29 de outubro de 2006

FARMÁCIA DE SERVIÇO

A p... da gripe voltou a atacar-me. Trouxe a tosse com ela, a ver se me dobrava, e ainda tocou a trombeta do nariz entupido. Debilitado e farto de enfiar mel com aguardente goela abaixo, lá fui à farmácia. Ia pelos Ben-uron (1 euro e não sei quê).

Acontece que o merceeiro de serviço achou pouco.
"Oh... isso não é o mais indicado. Baixa-lhe a febre e tal". E eu estúpido: "Então o que é que acha que...?"
E já o "Cêgripe" (4 euros e tal) em cima da mesa. "E queria tb o medicamento para desentupir, n era...?", a nova maravilha fez a sua aparição. Uma coisa da Vick que faz correr o ranho cara abaixo como se fôssemos Julietas tristes. "Ah... e o xaropezinho para a tosse... não é?"
Mais duas larachas ensaiadas e lá estou à porta, saquinho branco cheio de porcarias na mão e um farmacêutico satisfeito do outro lado. Venha o próximo.
Percebe-se melhor o Sócrates nessas alturas.

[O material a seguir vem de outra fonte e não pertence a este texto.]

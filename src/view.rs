//! Timeline rendering in list, card and waterfall layouts.
//!
//! All three layouts consume the same bucket slice; the mode only picks the
//! per-title renderer and the container class.

use std::fmt::Write;
use std::str::FromStr;

use crate::config::Locale;
use crate::images::{ImageSize, ImageUrls};
use crate::models::Title;
use crate::timeline::{format_year_month, BucketExpansion, TimelineBucket};

/// Titles shown for a collapsed bucket.
pub const COLLAPSED_PREVIEW: usize = 12;

#[derive(Debug, Clone, Copy, PartialEq, Eq, Default)]
pub enum ViewMode {
    #[default]
    List,
    Card,
    Waterfall,
}

impl ViewMode {
    pub const ALL: [ViewMode; 3] = [ViewMode::List, ViewMode::Card, ViewMode::Waterfall];

    pub fn as_str(&self) -> &'static str {
        match self {
            ViewMode::List => "list",
            ViewMode::Card => "card",
            ViewMode::Waterfall => "waterfall",
        }
    }

    fn container_class(&self) -> &'static str {
        match self {
            ViewMode::List => "grid grid-cols-1 gap-3",
            ViewMode::Card => "grid grid-cols-2 sm:grid-cols-3 md:grid-cols-4 lg:grid-cols-6 gap-3",
            ViewMode::Waterfall => "columns-2 sm:columns-3 md:columns-4 lg:columns-6 space-y-3",
        }
    }
}

impl FromStr for ViewMode {
    type Err = String;

    fn from_str(s: &str) -> Result<Self, Self::Err> {
        match s.trim().to_ascii_lowercase().as_str() {
            "list" => Ok(ViewMode::List),
            "card" => Ok(ViewMode::Card),
            "waterfall" => Ok(ViewMode::Waterfall),
            other => Err(format!("unknown view mode '{other}'")),
        }
    }
}

/// Rendering inputs passed down from the page instead of living in globals.
#[derive(Debug, Clone)]
pub struct DisplayContext {
    pub images: ImageUrls,
    pub locale: Locale,
}

impl DisplayContext {
    pub fn new(images: ImageUrls, locale: Locale) -> Self {
        Self { images, locale }
    }

    pub(crate) fn text(&self, en: &'static str, zh: &'static str) -> &'static str {
        match self.locale {
            Locale::En => en,
            Locale::Zh => zh,
        }
    }
}

/// Renders the bucket sequence. `toggle_href` builds the link that flips one
/// bucket's expansion.
pub fn render_timeline<F>(
    buckets: &[TimelineBucket],
    mode: ViewMode,
    expansion: &BucketExpansion,
    ctx: &DisplayContext,
    toggle_href: F,
) -> String
where
    F: Fn(&str) -> String,
{
    let mut html = String::from("<div class=\"timeline space-y-8\">");
    for bucket in buckets {
        let expanded = expansion.is_expanded(&bucket.year_month);
        let label = if expanded {
            ctx.text("Collapse", "收起")
        } else {
            ctx.text("Expand", "展开")
        };
        let _ = write!(
            html,
            "<section class=\"bucket\" data-year-month=\"{key}\"><div class=\"bucket-header\"><h2>{heading}</h2><a class=\"toggle\" href=\"{href}\">{label}</a></div><div class=\"{class}\" data-mode=\"{mode}\">",
            key = escape_html(&bucket.year_month),
            heading = escape_html(&format_year_month(&bucket.year_month)),
            href = escape_html(&toggle_href(&bucket.year_month)),
            class = mode.container_class(),
            mode = mode.as_str(),
        );
        let shown = if expanded {
            bucket.titles.len()
        } else {
            COLLAPSED_PREVIEW
        };
        for title in bucket.titles.iter().take(shown) {
            html.push_str(&render_title(title, mode, ctx));
        }
        if !expanded && bucket.titles.len() > COLLAPSED_PREVIEW {
            let _ = write!(
                html,
                "<p class=\"more\">+{}</p>",
                bucket.titles.len() - COLLAPSED_PREVIEW
            );
        }
        html.push_str("</div></section>");
    }
    html.push_str("</div>");
    html
}

pub fn render_title(title: &Title, mode: ViewMode, ctx: &DisplayContext) -> String {
    match mode {
        ViewMode::List => list_item(title, ctx),
        ViewMode::Card => card(title, ctx),
        ViewMode::Waterfall => waterfall_item(title, ctx),
    }
}

fn list_item(title: &Title, ctx: &DisplayContext) -> String {
    format!(
        "<a class=\"title list-item\" href=\"{href}\" data-title-id=\"{id}\"><img src=\"{poster}\" alt=\"{name}\" class=\"w-12 h-18\"><div><h3>{name}</h3><span class=\"rating\">★ {rating:.1}</span> <span class=\"date\">{date}</span><p class=\"overview line-clamp-1\">{overview}</p></div></a>",
        href = title_href(title),
        id = title.id,
        poster = escape_html(&ctx.images.poster(title.poster_path.as_deref(), ImageSize::W92)),
        name = escape_html(&title.name),
        rating = title.vote_average,
        date = escape_html(title.display_date().unwrap_or_default()),
        overview = escape_html(title.overview.as_deref().unwrap_or_default()),
    )
}

fn card(title: &Title, ctx: &DisplayContext) -> String {
    format!(
        "<a class=\"title card\" href=\"{href}\" data-title-id=\"{id}\"><div class=\"poster aspect-[2/3]\"><img src=\"{poster}\" alt=\"{name}\"><span class=\"badge rating\">★ {rating:.1}</span></div><div class=\"p-2\"><h3>{name}</h3><span class=\"date\">{date}</span></div></a>",
        href = title_href(title),
        id = title.id,
        poster = escape_html(&ctx.images.poster(title.poster_path.as_deref(), ImageSize::W342)),
        name = escape_html(&title.name),
        rating = title.vote_average,
        date = escape_html(title.display_date().unwrap_or_default()),
    )
}

fn waterfall_item(title: &Title, ctx: &DisplayContext) -> String {
    format!(
        "<a class=\"title waterfall-item block mb-3 break-inside-avoid\" href=\"{href}\" data-title-id=\"{id}\"><img src=\"{poster}\" alt=\"{name}\"><div class=\"overlay\"><h3>{name}</h3><span class=\"rating\">★ {rating:.1}</span> <span class=\"date\">{date}</span></div></a>",
        href = title_href(title),
        id = title.id,
        poster = escape_html(&ctx.images.poster(title.poster_path.as_deref(), ImageSize::W342)),
        name = escape_html(&title.name),
        rating = title.vote_average,
        date = escape_html(title.display_date().unwrap_or_default()),
    )
}

/// Detail page link; carries the internal id so the page can show the header.
pub fn title_href(title: &Title) -> String {
    format!("/anime/{}?id={}", title.tmdb_id, title.id)
}

pub fn escape_html(input: &str) -> String {
    let mut out = String::with_capacity(input.len());
    for c in input.chars() {
        match c {
            '&' => out.push_str("&amp;"),
            '<' => out.push_str("&lt;"),
            '>' => out.push_str("&gt;"),
            '"' => out.push_str("&quot;"),
            '\'' => out.push_str("&#39;"),
            _ => out.push(c),
        }
    }
    out
}

#[cfg(test)]
mod tests {
    use super::*;
    use crate::timeline::group_by_month;

    fn ctx() -> DisplayContext {
        DisplayContext::new(ImageUrls::new("https://img.test/t/p"), Locale::En)
    }

    fn title(id: i64, date: &str) -> Title {
        Title {
            id,
            tmdb_id: id * 100,
            name: format!("Show {id}"),
            overview: Some(format!("Overview of show {id}")),
            first_air_date: Some(date.to_string()),
            vote_average: 7.3,
            poster_path: Some(format!("/p{id}.jpg")),
            ..Title::default()
        }
    }

    fn rendered_ids(html: &str) -> Vec<String> {
        html.split("data-title-id=\"")
            .skip(1)
            .filter_map(|rest| rest.split('"').next())
            .map(str::to_string)
            .collect()
    }

    fn sample_buckets() -> Vec<TimelineBucket> {
        let titles = vec![
            title(3, "2023-11-02"),
            title(1, "2022-01-09"),
            title(4, "2023-11-28"),
            title(2, "2021-03-14"),
        ];
        group_by_month(&titles)
    }

    #[test]
    fn every_mode_shows_same_titles_in_same_order() {
        let buckets = sample_buckets();
        let snapshot = buckets.clone();
        let expansion = BucketExpansion::default();
        let orders: Vec<Vec<String>> = [ViewMode::List, ViewMode::Card, ViewMode::Waterfall, ViewMode::List]
            .into_iter()
            .map(|mode| rendered_ids(&render_timeline(&buckets, mode, &expansion, &ctx(), |k| format!("#{k}"))))
            .collect();
        assert_eq!(orders[0], vec!["3", "4", "1", "2"]);
        assert!(orders.iter().all(|o| o == &orders[0]));
        assert_eq!(buckets, snapshot);
    }

    #[test]
    fn only_list_mode_shows_overview() {
        let t = title(1, "2024-01-01");
        assert!(render_title(&t, ViewMode::List, &ctx()).contains("Overview of show 1"));
        assert!(!render_title(&t, ViewMode::Card, &ctx()).contains("Overview of show 1"));
        assert!(!render_title(&t, ViewMode::Waterfall, &ctx()).contains("Overview of show 1"));
    }

    #[test]
    fn poster_sizes_follow_layout() {
        let t = title(1, "2024-01-01");
        assert!(render_title(&t, ViewMode::List, &ctx()).contains("https://img.test/t/p/w92/p1.jpg"));
        assert!(render_title(&t, ViewMode::Card, &ctx()).contains("https://img.test/t/p/w342/p1.jpg"));
        assert!(render_title(&t, ViewMode::Waterfall, &ctx()).contains("★ 7.3"));
    }

    #[test]
    fn collapsed_bucket_shows_preview_only() {
        let titles: Vec<Title> = (0..15).map(|i| title(i, "2024-02-01")).collect();
        let buckets = group_by_month(&titles);
        let collapsed = render_timeline(&buckets, ViewMode::Card, &BucketExpansion::default(), &ctx(), |k| k.to_string());
        assert_eq!(rendered_ids(&collapsed).len(), COLLAPSED_PREVIEW);
        assert!(collapsed.contains(">Expand<"));

        let expanded = BucketExpansion::from_keys(["2024-02"]);
        let full = render_timeline(&buckets, ViewMode::Card, &expanded, &ctx(), |k| k.to_string());
        assert_eq!(rendered_ids(&full).len(), 15);
        assert!(full.contains(">Collapse<"));
    }

    #[test]
    fn escapes_backend_text() {
        let mut t = title(1, "2024-01-01");
        t.name = "<script>alert('x')</script>".to_string();
        let html = render_title(&t, ViewMode::Card, &ctx());
        assert!(!html.contains("<script>"));
        assert!(html.contains("&lt;script&gt;"));
    }

    #[test]
    fn parses_mode_names() {
        for mode in ViewMode::ALL {
            assert_eq!(mode.as_str().parse::<ViewMode>(), Ok(mode));
        }
        assert!("grid".parse::<ViewMode>().is_err());
    }
}
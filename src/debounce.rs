use std::future::Future;
use std::sync::atomic::{AtomicU64, Ordering};
use std::sync::Arc;
use std::time::Duration;

use tokio::task::JoinHandle;

/// Delays work until input has been quiet for `delay`.
///
/// Every `call` invalidates the timer armed by the previous one, so a burst of
/// calls ends in a single run of the last future. Work whose timer already
/// fired keeps running.
#[derive(Debug)]
pub struct Debouncer {
    delay: Duration,
    generation: Arc<AtomicU64>,
}

impl Debouncer {
    pub fn new(delay: Duration) -> Self {
        Self {
            delay,
            generation: Arc::new(AtomicU64::new(0)),
        }
    }

    pub fn delay(&self) -> Duration {
        self.delay
    }

    /// Arms a new timer for `work`. Must be called inside a tokio runtime.
    pub fn call<F>(&self, work: F) -> JoinHandle<bool>
    where
        F: Future<Output = ()> + Send + 'static,
    {
        let armed = self.generation.fetch_add(1, Ordering::SeqCst) + 1;
        let generation = Arc::clone(&self.generation);
        let delay = self.delay;
        tokio::spawn(async move {
            tokio::time::sleep(delay).await;
            if generation.load(Ordering::SeqCst) != armed {
                return false;
            }
            work.await;
            true
        })
    }

    /// Invalidates the pending timer, if any.
    pub fn cancel(&self) {
        self.generation.fetch_add(1, Ordering::SeqCst);
    }
}

#[cfg(test)]
mod tests {
    use super::*;
    use std::sync::Mutex;

    #[tokio::test(start_paused = true)]
    async fn only_last_call_fires() {
        let debouncer = Debouncer::new(Duration::from_millis(500));
        let fired = Arc::new(Mutex::new(Vec::new()));

        let mut handles = Vec::new();
        for keystroke in ["n", "na", "nar"] {
            let fired = Arc::clone(&fired);
            handles.push(debouncer.call(async move {
                fired.lock().unwrap().push(keystroke);
            }));
            tokio::time::sleep(Duration::from_millis(100)).await;
        }

        let mut outcomes = Vec::new();
        for handle in handles {
            outcomes.push(handle.await.unwrap());
        }
        assert_eq!(outcomes, vec![false, false, true]);
        assert_eq!(*fired.lock().unwrap(), vec!["nar"]);
    }

    #[tokio::test(start_paused = true)]
    async fn spaced_calls_each_fire() {
        let debouncer = Debouncer::new(Duration::from_millis(500));
        let first = debouncer.call(async {});
        tokio::time::sleep(Duration::from_millis(600)).await;
        let second = debouncer.call(async {});
        assert!(first.await.unwrap());
        assert!(second.await.unwrap());
    }

    #[tokio::test(start_paused = true)]
    async fn cancel_drops_pending_timer() {
        let debouncer = Debouncer::new(Duration::from_millis(500));
        let handle = debouncer.call(async {});
        debouncer.cancel();
        assert!(!handle.await.unwrap());
    }
}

ps: espero que a coisa das férias de Natal dos professores não passe de mais um boato da oposição. Ou vou ter de me juntar a eles na próxima manif. Só quem não deu aulas no Básico ou no Secundário é que não percebe a necessidade desse descanso. Aliás, cada vez mais reduzido, dada a invenção todos os anos acrescida de reuniões para discutir o sexo dos anjos, o formulário A para a estatística X ou resolver o estranho caso da MALANDRICE QUE PRENUNCIA O CHUMBO...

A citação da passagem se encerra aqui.